C’est incroyable ce qu’il se passe en tête de flotte. Je regarde pas mal, c’est intéressant. Le groupe des trois bateaux (Dalin, Burton, Herrmann) se tire bien la bourre ! Je n’ai pas trop de favori, ils naviguent tous super bien. Ces derniers jours de course sont un peu particuliers : il y a de l’impatience et une étrangeté de se dire qu’on retourne dans la vie active. Je trouve le temps un peu long. Je ne suis pas vraiment en mode compétition, je fais attention : cette nuit j’ai tapé un truc dans les safrans. J’ai l’impression que Les Sables d’Olonne sont encore super loin ! Et à la fois, j’ai la sensation que le départ des Sables d’Olonne était hier. Les jours qui restent me paraissent très longs. J’essaie de rester concentré pour le finish, que le bateau aille bien.

Damien Seguin, Groupe APICIL

J’ai du mal à réaliser que j’arrive. Je sais que je serai aux Sables d’Olonne dans deux jours car forcément je regarde les ETA, mais je pense être loin d’arriver dans ma tête. Même si j’en ai envie, je suis encore un marin sur le Vendée Globe, je bataille encore avec des concurrents autour de moi. Cette arrivée va être spéciale, comme toutes les courses, mais je ne vais pas trop l’anticiper, je vais laisser ça à mon instinct sur le moment et je vais essayer de continuer à bien faire ce que je suis en train de faire, c’est-à-dire terminer ce Vendée Globe.

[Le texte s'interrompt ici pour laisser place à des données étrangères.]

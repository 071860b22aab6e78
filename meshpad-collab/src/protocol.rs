//! Binary protocol for peer-to-peer document synchronization.
//!
//! Two layers, both bincode-encoded:
//! ```text
//! ┌──────────────────────────────────────────────┐
//! │ RelayFrame   (transport: join, route, notify) │
//! │  └─ payload: CollabMessage                    │
//! │       ├─ PresenceAnnounce                     │
//! │       ├─ Edit { path, delta }                 │
//! │       └─ Seed(full text)                      │
//! └──────────────────────────────────────────────┘
//! ```
//!
//! `CollabMessage` is what peers exchange. `RelayFrame` is only spoken
//! between a [`WsTransport`](crate::relay::WsTransport) and the relay server.

use serde::{Deserialize, Serialize};
use uuid::Uuid;

use crate::delta::EditDelta;

/// Transport-assigned peer identity.
pub type PeerId = Uuid;

/// Message types for the collaboration protocol.
#[derive(Debug, Clone, Copy, PartialEq, Eq, Serialize, Deserialize)]
#[repr(u8)]
pub enum MessageType {
    /// A newly joined peer asking to be seeded
    PresenceAnnounce = 1,
    /// Incremental text edit
    Edit = 2,
    /// Full document text for a pending peer
    Seed = 3,
}

/// An edit tagged with the project-relative path of the document it targets.
#[derive(Debug, Clone, PartialEq, Eq, Serialize, Deserialize)]
pub struct EditMessage {
    pub path: String,
    pub delta: EditDelta,
}

/// Top-level message exchanged between peers.
#[derive(Debug, Clone, PartialEq, Eq, Serialize, Deserialize)]
pub enum CollabMessage {
    PresenceAnnounce,
    Edit(EditMessage),
    Seed(String),
}

impl CollabMessage {
    /// Create a presence announcement.
    pub fn presence() -> Self {
        Self::PresenceAnnounce
    }

    /// Create an edit message.
    pub fn edit(path: impl Into<String>, delta: EditDelta) -> Self {
        Self::Edit(EditMessage {
            path: path.into(),
            delta,
        })
    }

    /// Create a full-document seed.
    pub fn seed(text: impl Into<String>) -> Self {
        Self::Seed(text.into())
    }

    pub fn message_type(&self) -> MessageType {
        match self {
            Self::PresenceAnnounce => MessageType::PresenceAnnounce,
            Self::Edit(_) => MessageType::Edit,
            Self::Seed(_) => MessageType::Seed,
        }
    }

    /// Serialize to binary wire format.
    pub fn encode(&self) -> Result<Vec<u8>, ProtocolError> {
        bincode::serde::encode_to_vec(self, bincode::config::standard())
            .map_err(|e| ProtocolError::SerializationError(e.to_string()))
    }

    /// Deserialize from binary wire format.
    pub fn decode(bytes: &[u8]) -> Result<Self, ProtocolError> {
        let (msg, _) = bincode::serde::decode_from_slice(bytes, bincode::config::standard())
            .map_err(|e| ProtocolError::DeserializationError(e.to_string()))?;
        Ok(msg)
    }
}

/// Frames spoken between a relay client and the relay server.
///
/// The relay never looks inside `payload`; it only routes it.
#[derive(Debug, Clone, PartialEq, Eq, Serialize, Deserialize)]
pub enum RelayFrame {
    /// Client → server: join (or create) a room. Must be the first frame.
    Join { room: String },
    /// Server → client: join accepted, with the peers already in the room.
    Welcome { peer_id: PeerId, peers: Vec<PeerId> },
    /// Server → client: the room is at capacity.
    RoomFull,
    /// Server → client: another peer joined the room.
    PeerConnected(PeerId),
    /// Server → client: another peer left the room.
    PeerDisconnected(PeerId),
    /// Client → server: route `payload` to one peer, or to everyone else.
    Send { to: Option<PeerId>, payload: Vec<u8> },
    /// Server → client: a payload routed from `from`.
    Deliver { from: PeerId, payload: Vec<u8> },
}

impl RelayFrame {
    pub fn encode(&self) -> Result<Vec<u8>, ProtocolError> {
        bincode::serde::encode_to_vec(self, bincode::config::standard())
            .map_err(|e| ProtocolError::SerializationError(e.to_string()))
    }

    pub fn decode(bytes: &[u8]) -> Result<Self, ProtocolError> {
        let (frame, _) = bincode::serde::decode_from_slice(bytes, bincode::config::standard())
            .map_err(|e| ProtocolError::DeserializationError(e.to_string()))?;
        Ok(frame)
    }
}

/// Protocol errors.
#[derive(Debug, Clone, PartialEq, Eq)]
pub enum ProtocolError {
    SerializationError(String),
    DeserializationError(String),
    ConnectionClosed,
    RoomFull,
    UnexpectedFrame(String),
}

impl std::fmt::Display for ProtocolError {
    fn fmt(&self, f: &mut std::fmt::Formatter<'_>) -> std::fmt::Result {
        match self {
            Self::SerializationError(e) => write!(f, "Serialization error: {e}"),
            Self::DeserializationError(e) => write!(f, "Deserialization error: {e}"),
            Self::ConnectionClosed => write!(f, "Connection closed"),
            Self::RoomFull => write!(f, "Room is full"),
            Self::UnexpectedFrame(frame) => write!(f, "Unexpected frame: {frame}"),
        }
    }
}

impl std::error::Error for ProtocolError {}
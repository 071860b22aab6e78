//! Room identity for a collaboration session.
//!
//! A session either adopts the token carried in a shared link fragment
//! (`#?collaboration=<token>`) or generates a fresh one that has to be handed
//! to collaborators out-of-band.

use uuid::Uuid;

/// Marker looked up in the link fragment.
pub const FRAGMENT_MARKER: &str = "collaboration=";

/// Length of generated room tokens.
pub const TOKEN_LEN: usize = 6;

/// Immutable room identity.
#[derive(Debug, Clone, PartialEq, Eq, Hash)]
pub struct Session {
    token: String,
}

impl Session {
    /// Resolve the room token from a URL fragment, generating one when the
    /// fragment is absent or carries no token.
    pub fn from_fragment(fragment: Option<&str>) -> Self {
        match fragment.and_then(token_from_fragment) {
            Some(token) => {
                log::debug!("Joining existing room {token}");
                Self {
                    token: token.to_string(),
                }
            }
            None => Self::generate(),
        }
    }

    /// Start a fresh room with a random token.
    pub fn generate() -> Self {
        Self {
            token: random_token(),
        }
    }

    /// Use `token` verbatim.
    pub fn with_token(token: impl Into<String>) -> Self {
        Self {
            token: token.into(),
        }
    }

    pub fn token(&self) -> &str {
        &self.token
    }

    /// Transport-level room name.
    pub fn room_name(&self, prefix: &str) -> String {
        format!("{prefix}{}", self.token)
    }

    /// Link a collaborator can open to join this room.
    pub fn share_link(&self, base_url: &str) -> String {
        format!("{base_url}#?{FRAGMENT_MARKER}{}", self.token)
    }
}

/// Extract the token from a fragment such as `#?collaboration=abc&x=1`.
pub fn token_from_fragment(fragment: &str) -> Option<&str> {
    let fragment = fragment.trim_start_matches('#');
    let start = fragment.find(FRAGMENT_MARKER)? + FRAGMENT_MARKER.len();
    let token = fragment[start..].split('&').next().unwrap_or_default();
    (!token.is_empty()).then_some(token)
}

fn random_token() -> String {
    let mut bits = Uuid::new_v4().as_u128();
    (0..TOKEN_LEN)
        .map(|_| {
            let digit = (bits % 36) as u32;
            bits /= 36;
            char::from_digit(digit, 36).unwrap_or('0')
        })
        .collect()
}
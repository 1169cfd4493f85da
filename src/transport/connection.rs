//! One connection's session, pipeline and byte buffers.

use bytes::{Bytes, BytesMut};
use std::any::Any;
use std::sync::atomic::{AtomicBool, AtomicU64, Ordering};
use std::sync::{Arc, Mutex, MutexGuard};
use tracing::{debug, instrument, trace, warn};

use crate::core::frame::Frame;
use crate::core::framer::Framer;
use crate::core::reliability::Reliability;
use crate::error::constants::ERR_BUFFER_LOCK;
use crate::error::{PipelineError, Result};
use crate::pipeline::{EdgeListener, LoggingEdgeListener, Message, Pipeline};
use crate::transport::TransportEngine;

fn lock_buffer(buffer: &Mutex<BytesMut>) -> Result<MutexGuard<'_, BytesMut>> {
    buffer
        .lock()
        .map_err(|_| PipelineError::LockPoisoned(ERR_BUFFER_LOCK))
}

/// Edge listener of a connection's pipeline. Outbound [`Frame`]s and raw
/// [`Bytes`] that reach Head are packed into the outbound buffer; everything
/// else goes to the wrapped listener.
struct FramingEdge<S> {
    framer: Arc<dyn Framer<S>>,
    outbound: Arc<Mutex<BytesMut>>,
    packed: Arc<AtomicU64>,
    inner: Box<dyn EdgeListener<S>>,
}

impl<S> EdgeListener<S> for FramingEdge<S> {
    fn session_opened(&self, session: &S) -> Result<()> {
        self.inner.session_opened(session)
    }

    fn session_closed(&self, session: &S) -> Result<()> {
        self.inner.session_closed(session)
    }

    fn exception_caught(&self, session: &S, error: PipelineError) -> Result<()> {
        self.inner.exception_caught(session, error)
    }

    fn message_received(&self, session: &S, msg: Message, channel: u32) -> Result<()> {
        self.inner.message_received(session, msg, channel)
    }

    fn message_sent(&self, session: &S, msg: Message, channel: u32) -> Result<()> {
        let frame = match msg.downcast::<Frame>() {
            Ok(frame) => frame,
            Err(msg) => match msg.downcast::<Bytes>() {
                Ok(payload) => Frame::new(channel, payload),
                Err(msg) => return self.inner.message_sent(session, msg, channel),
            },
        };
        let mut out = lock_buffer(&self.outbound)?;
        self.framer.pack(&frame, session, &mut out)?;
        self.packed.fetch_add(1, Ordering::Relaxed);
        trace!(channel = frame.channel, len = frame.len(), "Packed outbound frame");
        Ok(())
    }
}

/// Glue between a transport engine and one connection's pipeline.
///
/// Inbound bytes are unpacked and fired one frame at a time, in stream order,
/// as [`Frame`] messages on the frame's channel. Outbound messages that reach
/// Head as a `Frame` (or as raw `Bytes`, framed on the send channel) are
/// packed into a buffer the engine drains with [`take_outbound`].
///
/// [`take_outbound`]: Connection::take_outbound
pub struct Connection<S> {
    session: S,
    pipeline: Pipeline<S>,
    framer: Arc<dyn Framer<S>>,
    engine: Arc<dyn TransportEngine>,
    inbound: Mutex<BytesMut>,
    outbound: Arc<Mutex<BytesMut>>,
    packed: Arc<AtomicU64>,
    closed: AtomicBool,
}

impl<S: 'static> Connection<S> {
    pub fn new(session: S, framer: Arc<dyn Framer<S>>, engine: Arc<dyn TransportEngine>) -> Self {
        Self::with_edge(session, framer, engine, LoggingEdgeListener)
    }

    /// Like [`Connection::new`], with `edge` handling boundary events that
    /// are not outbound frames.
    pub fn with_edge(
        session: S,
        framer: Arc<dyn Framer<S>>,
        engine: Arc<dyn TransportEngine>,
        edge: impl EdgeListener<S> + 'static,
    ) -> Self {
        let outbound = Arc::new(Mutex::new(BytesMut::new()));
        let packed = Arc::new(AtomicU64::new(0));
        let pipeline = Pipeline::with_edge(FramingEdge {
            framer: framer.clone(),
            outbound: outbound.clone(),
            packed: packed.clone(),
            inner: Box::new(edge),
        });
        framer.init(&session);
        Self {
            session,
            pipeline,
            framer,
            engine,
            inbound: Mutex::new(BytesMut::new()),
            outbound,
            packed,
            closed: AtomicBool::new(false),
        }
    }

    pub fn session(&self) -> &S {
        &self.session
    }

    pub fn pipeline(&self) -> &Pipeline<S> {
        &self.pipeline
    }

    pub fn engine(&self) -> &dyn TransportEngine {
        self.engine.as_ref()
    }

    pub fn is_closed(&self) -> bool {
        self.closed.load(Ordering::Acquire)
    }

    fn ensure_open(&self) -> Result<()> {
        if self.is_closed() {
            Err(PipelineError::ConnectionClosed)
        } else {
            Ok(())
        }
    }

    /// Fire the session-opened event.
    pub fn open(&self) -> Result<()> {
        self.ensure_open()?;
        debug!("Connection opened");
        self.pipeline.fire_session_opened(&self.session)
    }

    /// Feed bytes read from the network. Returns how many frames were fired.
    ///
    /// Every decoded frame is dispatched even if an earlier one fails; the
    /// first failure is returned afterwards. A framing failure is shown to the
    /// pipeline's exception handlers and then returned, since the stream
    /// cannot be resynchronized.
    pub fn receive(&self, bytes: &[u8]) -> Result<usize> {
        self.ensure_open()?;
        let mut inbound = lock_buffer(&self.inbound)?;
        inbound.extend_from_slice(bytes);

        let mut frames = Vec::new();
        let unpacked = self.framer.unpack(&mut inbound, &self.session, &mut frames);
        let count = frames.len();
        self.pipeline.metrics().frames_unpacked(count as u64);

        // inbound stays locked so frames from concurrent reads cannot interleave
        let mut dispatched = Ok(());
        for frame in frames {
            let channel = frame.channel;
            let fired = self
                .pipeline
                .fire_message_received(&self.session, Message::new(frame), channel);
            if let Err(error) = fired {
                warn!(error = %error, channel, "Inbound frame failed");
                if dispatched.is_ok() {
                    dispatched = Err(error);
                }
            }
        }

        if let Err(error) = unpacked {
            warn!(error = %error, buffered = inbound.len(), "Framing failed");
            let description = error.to_string();
            let reported = self.pipeline.fire_exception_caught(&self.session, error);
            dispatched?;
            reported?;
            return Err(PipelineError::InvalidFrame(description));
        }
        dispatched.map(|()| count)
    }

    /// Send `msg` on `channel`. Fails without touching the pipeline if the
    /// transport cannot honor `reliability`.
    #[instrument(level = "trace", skip(self, msg))]
    pub fn send<T: Any + Send>(&self, msg: T, channel: u32, reliability: Reliability) -> Result<()> {
        self.ensure_open()?;
        if !self.engine.is_reliability_supported(reliability) {
            warn!(%reliability, "Transport does not support requested reliability");
            return Err(PipelineError::UnsupportedReliability(reliability));
        }
        self.pipeline
            .fire_message_sent(&self.session, Message::new(msg), channel)
    }

    /// Send with the transport's fallback reliability.
    pub fn send_default<T: Any + Send>(&self, msg: T, channel: u32) -> Result<()> {
        self.send(msg, channel, self.engine.fallback_reliability())
    }

    /// Bytes packed so far and not yet taken.
    pub fn pending_outbound(&self) -> Result<usize> {
        Ok(lock_buffer(&self.outbound)?.len())
    }

    /// Drain the packed outbound bytes, ready to write to the network.
    pub fn take_outbound(&self) -> Result<Bytes> {
        let bytes = lock_buffer(&self.outbound)?.split().freeze();
        let packed = self.packed.swap(0, Ordering::Relaxed);
        self.pipeline.metrics().frames_packed(packed);
        Ok(bytes)
    }

    /// Fire the session-closed event once. The pipeline is emptied and later
    /// calls to `open`, `receive` and `send` fail with `ConnectionClosed`.
    pub fn close(&self) -> Result<()> {
        if self.closed.swap(true, Ordering::AcqRel) {
            return Ok(());
        }
        debug!("Connection closed");
        self.pipeline.fire_session_closed(&self.session)
    }
}
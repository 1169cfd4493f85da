//! # Error Types
//!
//! Error handling for the event pipeline, the framers and the transport glue.
//!
//! ## Error Categories
//! - **Chain mutation**: duplicate or missing handler names. These are
//!   synchronous and all-or-nothing: the chain is untouched when they occur.
//! - **Dispatch**: a handler failed while processing an event, or a message
//!   reached a chain boundary that cannot deliver it.
//! - **Framing**: declared frame lengths over the configured limit, malformed
//!   protocol framing.
//! - **Transport**: unsupported reliability, closed connections, I/O.
//!
//! ## Example Usage
//! ```rust
//! use network_pipeline::error::{PipelineError, Result};
//!
//! fn check_name(name: &str) -> Result<()> {
//!     if name.is_empty() {
//!         return Err(PipelineError::Custom("empty handler name".to_string()));
//!     }
//!     Ok(())
//! }
//!
//! assert!(check_name("codec").is_ok());
//! ```

use crate::core::reliability::Reliability;
use std::io;
use thiserror::Error;

/// Error message constants to avoid allocating on hot error paths.
pub mod constants {
    /// Lock errors
    pub const ERR_CHAIN_WRITE_LOCK: &str = "Failed to acquire write lock on pipeline chain";
    pub const ERR_CHAIN_READ_LOCK: &str = "Failed to acquire read lock on pipeline chain";
    pub const ERR_BUFFER_LOCK: &str = "Failed to acquire connection buffer lock";

    /// Dispatch errors
    pub const ERR_UNDELIVERABLE: &str = "Message reached a chain boundary unclaimed";
}

/// Primary error type for pipeline, framing and transport operations.
#[derive(Error, Debug)]
pub enum PipelineError {
    #[error("Handler with name \"{0}\" already present")]
    DuplicateName(String),

    #[error("No handler with name \"{0}\"")]
    NodeNotFound(String),

    /// A handler failed while processing an event. Raised once, at the node
    /// that failed; it is passed through unchanged by every upstream node.
    #[error("Handler \"{node}\" failed: {source}")]
    HandlerDispatch {
        node: String,
        #[source]
        source: Box<PipelineError>,
    },

    #[error("Undeliverable message of type {type_name} on channel {channel}")]
    Undeliverable {
        type_name: &'static str,
        channel: u32,
    },

    #[error("Unsupported reliability: {0:?}")]
    UnsupportedReliability(Reliability),

    #[error("Frame too large: {0} bytes")]
    OversizedFrame(usize),

    #[error("Invalid frame: {0}")]
    InvalidFrame(String),

    #[error("I/O error: {0}")]
    Io(#[from] io::Error),

    #[error("Configuration error: {0}")]
    ConfigError(String),

    #[error("Synchronization primitive poisoned: {0}")]
    LockPoisoned(&'static str),

    #[error("Connection closed")]
    ConnectionClosed,

    #[error("Operation timed out")]
    Timeout,

    #[error("Custom error: {0}")]
    Custom(String),
}

impl PipelineError {
    /// Whether this error has already been routed through the exception
    /// chain, and must be propagated as-is.
    pub fn is_dispatched(&self) -> bool {
        matches!(self, PipelineError::HandlerDispatch { .. })
    }

    /// The innermost cause, looking through any `HandlerDispatch` wrapper.
    pub fn root_cause(&self) -> &PipelineError {
        match self {
            PipelineError::HandlerDispatch { source, .. } => source.root_cause(),
            other => other,
        }
    }
}

/// Type alias for Results using PipelineError
pub type Result<T> = std::result::Result<T, PipelineError>;
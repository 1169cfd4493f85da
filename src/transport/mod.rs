//! # Transport Glue
//!
//! The seam between a transport engine and the pipeline core.
//!
//! A transport engine owns sockets and sessions. For each connection it
//! feeds received bytes through a [`Framer`](crate::core::framer::Framer)
//! into the pipeline, and writes out whatever the pipeline packs on the way
//! back. [`Connection`](connection::Connection) does that bookkeeping for one
//! connection; [`stream::drive`] runs it over any Tokio byte stream.
//!
//! ## Reliability
//! Every transport advertises the delivery guarantees it can honor. A send
//! requesting anything else is rejected before the pipeline sees it.

pub mod connection;
pub mod stream;

use crate::config::TransportConfig;
use crate::core::reliability::Reliability;
use crate::error::{PipelineError, Result};

pub use connection::Connection;

/// Capabilities of a transport engine.
pub trait TransportEngine: Send + Sync {
    fn supported_reliabilities(&self) -> &[Reliability];

    fn is_reliability_supported(&self, reliability: Reliability) -> bool {
        self.supported_reliabilities().contains(&reliability)
    }

    /// Reliability used when the caller does not choose one.
    fn fallback_reliability(&self) -> Reliability;
}

/// A transport with a fixed capability set.
#[derive(Debug, Clone, PartialEq, Eq)]
pub struct StaticTransport {
    supported: Vec<Reliability>,
    fallback: Reliability,
}

impl StaticTransport {
    /// Fails unless `fallback` is one of `supported`.
    pub fn new(supported: Vec<Reliability>, fallback: Reliability) -> Result<Self> {
        if !supported.contains(&fallback) {
            return Err(PipelineError::ConfigError(format!(
                "Fallback reliability '{fallback}' is not in the supported set"
            )));
        }
        Ok(Self {
            supported,
            fallback,
        })
    }

    /// A byte-stream transport such as TCP: every guarantee holds.
    pub fn tcp() -> Self {
        Self {
            supported: Reliability::ALL.to_vec(),
            fallback: Reliability::ReliableOrdered,
        }
    }

    pub fn from_config(config: &TransportConfig) -> Result<Self> {
        Self::new(
            config.supported_reliabilities.clone(),
            config.fallback_reliability,
        )
    }
}

impl TransportEngine for StaticTransport {
    fn supported_reliabilities(&self) -> &[Reliability] {
        &self.supported
    }

    fn fallback_reliability(&self) -> Reliability {
        self.fallback
    }
}

#[cfg(test)]
mod tests {
    use super::*;

    #[test]
    fn test_fallback_must_be_supported() {
        let err = StaticTransport::new(vec![Reliability::Unreliable], Reliability::Reliable)
            .expect_err("should reject");
        assert!(matches!(err, PipelineError::ConfigError(_)));

        let udp = StaticTransport::new(
            vec![Reliability::Unreliable, Reliability::UnreliableSequenced],
            Reliability::Unreliable,
        )
        .expect("valid transport");
        assert!(!udp.is_reliability_supported(Reliability::ReliableOrdered));
        assert!(udp.is_reliability_supported(Reliability::UnreliableSequenced));
    }

    #[test]
    fn test_tcp_supports_everything() {
        let tcp = StaticTransport::tcp();
        assert!(Reliability::ALL
            .iter()
            .all(|r| tcp.is_reliability_supported(*r)));
        assert_eq!(tcp.fallback_reliability(), Reliability::ReliableOrdered);
        assert_eq!(
            StaticTransport::from_config(&TransportConfig::default()).expect("default config"),
            tcp
        );
    }
}
//! Observability and Metrics
//!
//! Per-pipeline counters for dispatch and framing activity.
//!
//! Uses relaxed atomic counters: firing only ever holds the shared chain lock,
//! so counters are bumped concurrently from every firing thread.

use std::sync::atomic::{AtomicU64, Ordering};
use std::time::Instant;
use tracing::{debug, info};

/// Event kinds counted at the pipeline entry points.
#[derive(Debug, Clone, Copy, PartialEq, Eq)]
pub enum EventKind {
    Opened,
    Closed,
    Exception,
    Received,
    Sent,
}

/// Metrics collector owned by one pipeline
#[derive(Debug)]
pub struct Metrics {
    /// Session-opened events fired
    pub opened_fired: AtomicU64,
    /// Session-closed events fired
    pub closed_fired: AtomicU64,
    /// Exception events fired from outside the chain
    pub exceptions_fired: AtomicU64,
    /// Inbound messages fired
    pub received_fired: AtomicU64,
    /// Outbound messages fired
    pub sent_fired: AtomicU64,
    /// Payload routes answered from a node's cache
    pub route_cache_hits: AtomicU64,
    /// Payload routes computed by a linear scan
    pub route_cache_misses: AtomicU64,
    /// Inbound messages that reached the edge
    pub unclaimed_received: AtomicU64,
    /// Outbound messages that reached the edge
    pub outbound_at_edge: AtomicU64,
    /// Handler failures converted into exception events
    pub handler_failures: AtomicU64,
    /// Successful structural mutations
    pub mutations: AtomicU64,
    /// Frames serialized by a connection
    pub frames_packed: AtomicU64,
    /// Frames decoded by a connection
    pub frames_unpacked: AtomicU64,
    start_time: Instant,
}

impl Metrics {
    pub fn new() -> Self {
        Self {
            opened_fired: AtomicU64::new(0),
            closed_fired: AtomicU64::new(0),
            exceptions_fired: AtomicU64::new(0),
            received_fired: AtomicU64::new(0),
            sent_fired: AtomicU64::new(0),
            route_cache_hits: AtomicU64::new(0),
            route_cache_misses: AtomicU64::new(0),
            unclaimed_received: AtomicU64::new(0),
            outbound_at_edge: AtomicU64::new(0),
            handler_failures: AtomicU64::new(0),
            mutations: AtomicU64::new(0),
            frames_packed: AtomicU64::new(0),
            frames_unpacked: AtomicU64::new(0),
            start_time: Instant::now(),
        }
    }

    /// Record an event entering the pipeline
    pub fn event_fired(&self, kind: EventKind) {
        let counter = match kind {
            EventKind::Opened => &self.opened_fired,
            EventKind::Closed => &self.closed_fired,
            EventKind::Exception => &self.exceptions_fired,
            EventKind::Received => &self.received_fired,
            EventKind::Sent => &self.sent_fired,
        };
        counter.fetch_add(1, Ordering::Relaxed);
    }

    /// Record a payload route lookup
    pub fn route_lookup(&self, cached: bool) {
        if cached {
            self.route_cache_hits.fetch_add(1, Ordering::Relaxed);
        } else {
            self.route_cache_misses.fetch_add(1, Ordering::Relaxed);
        }
    }

    pub fn unclaimed_received(&self) {
        self.unclaimed_received.fetch_add(1, Ordering::Relaxed);
    }

    pub fn outbound_at_edge(&self) {
        self.outbound_at_edge.fetch_add(1, Ordering::Relaxed);
    }

    pub fn handler_failure(&self) {
        self.handler_failures.fetch_add(1, Ordering::Relaxed);
    }

    pub fn mutation(&self) {
        self.mutations.fetch_add(1, Ordering::Relaxed);
    }

    pub fn frames_packed(&self, count: u64) {
        self.frames_packed.fetch_add(count, Ordering::Relaxed);
    }

    pub fn frames_unpacked(&self, count: u64) {
        self.frames_unpacked.fetch_add(count, Ordering::Relaxed);
    }

    /// Get current metrics snapshot
    pub fn snapshot(&self) -> MetricsSnapshot {
        MetricsSnapshot {
            opened_fired: self.opened_fired.load(Ordering::Relaxed),
            closed_fired: self.closed_fired.load(Ordering::Relaxed),
            exceptions_fired: self.exceptions_fired.load(Ordering::Relaxed),
            received_fired: self.received_fired.load(Ordering::Relaxed),
            sent_fired: self.sent_fired.load(Ordering::Relaxed),
            route_cache_hits: self.route_cache_hits.load(Ordering::Relaxed),
            route_cache_misses: self.route_cache_misses.load(Ordering::Relaxed),
            unclaimed_received: self.unclaimed_received.load(Ordering::Relaxed),
            outbound_at_edge: self.outbound_at_edge.load(Ordering::Relaxed),
            handler_failures: self.handler_failures.load(Ordering::Relaxed),
            mutations: self.mutations.load(Ordering::Relaxed),
            frames_packed: self.frames_packed.load(Ordering::Relaxed),
            frames_unpacked: self.frames_unpacked.load(Ordering::Relaxed),
            uptime_seconds: self.start_time.elapsed().as_secs(),
        }
    }

    /// Log current metrics
    pub fn log_snapshot(&self) {
        let snapshot = self.snapshot();
        info!(
            opened_fired = snapshot.opened_fired,
            closed_fired = snapshot.closed_fired,
            exceptions_fired = snapshot.exceptions_fired,
            received_fired = snapshot.received_fired,
            sent_fired = snapshot.sent_fired,
            route_cache_hits = snapshot.route_cache_hits,
            route_cache_misses = snapshot.route_cache_misses,
            unclaimed_received = snapshot.unclaimed_received,
            outbound_at_edge = snapshot.outbound_at_edge,
            handler_failures = snapshot.handler_failures,
            mutations = snapshot.mutations,
            frames_packed = snapshot.frames_packed,
            frames_unpacked = snapshot.frames_unpacked,
            uptime_seconds = snapshot.uptime_seconds,
            "Pipeline metrics snapshot"
        );
    }
}

impl Default for Metrics {
    fn default() -> Self {
        Self::new()
    }
}

/// Snapshot of metrics at a point in time
#[derive(Debug, Clone, PartialEq, Eq)]
pub struct MetricsSnapshot {
    pub opened_fired: u64,
    pub closed_fired: u64,
    pub exceptions_fired: u64,
    pub received_fired: u64,
    pub sent_fired: u64,
    pub route_cache_hits: u64,
    pub route_cache_misses: u64,
    pub unclaimed_received: u64,
    pub outbound_at_edge: u64,
    pub handler_failures: u64,
    pub mutations: u64,
    pub frames_packed: u64,
    pub frames_unpacked: u64,
    pub uptime_seconds: u64,
}

impl MetricsSnapshot {
    /// Fraction of payload route lookups answered from cache, if any happened.
    pub fn route_hit_ratio(&self) -> Option<f64> {
        let total = self.route_cache_hits + self.route_cache_misses;
        if total == 0 {
            None
        } else {
            Some(self.route_cache_hits as f64 / total as f64)
        }
    }
}

/// Timer for measuring operation duration
pub struct Timer {
    start: Instant,
    operation: &'static str,
}

impl Timer {
    /// Start timing an operation
    pub fn start(operation: &'static str) -> Self {
        Self {
            start: Instant::now(),
            operation,
        }
    }
}

impl Drop for Timer {
    fn drop(&mut self) {
        let duration = self.start.elapsed();
        debug!(
            operation = self.operation,
            duration_us = duration.as_micros() as u64,
            "Operation completed"
        );
    }
}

Il faut rester concentré car même si ça parait être de la ligne droite, on va avoir des conditions de vent compliquées, on va retrouver un gros trafic maritime et le golfe de Gascogne n’est jamais quelque chose de facile avec la remontée du plateau continental. Les 48 dernières heures ne vont pas être de tout repos, donc j’ai profité pour emmagasiner un maximum de sommeil cette nuit.

Clarisse Crémer, Banque Populaire X

Je ne me sens pas du tout arriver ! Ça me paraît loin encore. Le vent s’est bien calmé, j’ai eu des claques à 27 nœuds et des molles avec du clapot. Là, j’ai 12-15 nœuds. C’est l’avantage de ma position toute seule : c’est que je peux me réjouir quand ça mollit ! Je commence à être sous l’influence de l’anticyclone, je devrais vraiment m’arrêter. Je devrais mettre 4 à 5 jours pour aller aux Açores. Et puis après, ce sera velu jusqu’aux Sables d’Olonne, il devrait y avoir une grosse dépression mais ce n’est pas très calé en fait. Si Romain (Attanasio) et Jérémie (Beyou) reviennent, je serais obligée d’attaquer dans la dépression, sinon j’irai tranquille, je ne suis pas à 24 heures près.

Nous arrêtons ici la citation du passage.